PROBLEM DETAILS: Before you finish, make sure every line below has been written out exactly.

[Saved data entries]
____
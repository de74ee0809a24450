#![forbid(unsafe_code)]

pub mod error;
pub mod model;
pub mod progress;
pub mod stats;
pub mod time;

pub use error::Error;
pub use progress::{
    BestAccuracy, COMPLETION_THRESHOLD, compute_best_accuracy, compute_container_progress,
    filter_by_status,
};
pub use time::Clock;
____
SOLUTION TO THE EXERCISE:
repository de74ee0809a24450
#![forbid(unsafe_code)]

pub mod error;
pub mod model;
pub mod progress;
pub mod stats;
pub mod time;

pub use error::Error;
pub use progress::{
    BestAccuracy, COMPLETION_THRESHOLD, compute_best_accuracy, compute_container_progress,
    filter_by_status,
};
pub use time::Clock;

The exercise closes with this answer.